紹介されている作品はすべて完結していますか?+
この特集の16作品はすべて完結済みです。最終巻まで一気に読めるので、続きを待つ時間はありません。巻数はどれも10巻以上あるので、休みの日をまるごと潰すだけの分量はそろっています。
ハーレム展開が苦手でも楽しめる作品はありますか?+
相手が最初から一人に決まっている作品を選ぶと安心です。『からかい上手の高木さん』『顔に出ない柏田さんと顔に出る太田君』『瞳ちゃんは人見知り』『早乙女選手、ひたかくす』は、二人の関係だけをじっくり描いていきます。誰が選ばれるかで胸を痛める展開はありません。
アニメを見たあとに原作を読む意味はありますか?+
あります。
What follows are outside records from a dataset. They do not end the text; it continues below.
//! Output formatting utilities.
//! 输出格式化工具。

use quill_diagnostic::{Diagnostic, emit};

/// Print a success message in green.
/// 以绿色打印成功消息。
pub fn success(msg: &str) {
    println!("\x1b[32m{msg}\x1b[0m");
}

/// Print a pending (unresolved) result in yellow.
/// 以黄色打印未解析的结果。
pub fn pending(msg: &str) {
    println!("\x1b[33m{msg}\x1b[0m");
}

/// Print an error message in red.
/// 以红色打印错误消息。
pub fn error(msg: &str) {
    eprintln!("\x1b[31merror:\x1b[0m {msg}");
}

/// Print an info message in blue.
/// 以蓝色打印信息消息。
pub fn info(msg: &str) {
    println!("\x1b[34minfo:\x1b[0m {msg}");
}

/// Render diagnostics against the formula.
pub fn diagnostics(source: &str, diagnostics: &[Diagnostic]) {
    for diagnostic in diagnostics {
        emit(source, "<formula>", diagnostic);
    }
}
原作は背景や表情の細かい変化まで描き込まれていて、アニメで省かれたエピソードが残っている作品も多いです。結末までアニメ化されていない作品もあるので、行方が気になっているならそのまま原作へ進むのが早いです。
まとめ
16作品に共通しているのは、恋が実るまでの回り道をきちんと描いているところです。すぐ気持ちを伝えられたら、物語は一冊で終わってしまいます。言えないまま席替えがあって、行事があって、進路の話が出てくる。その時間の長さがそのまま、10巻以上つづいた学園ラブコメの厚みになっています。どれもすでに完結しているので、二人がどこへ着地するかまで見届けられます。気になった一作から、あの教室の空気を思い出しに行ってみてください。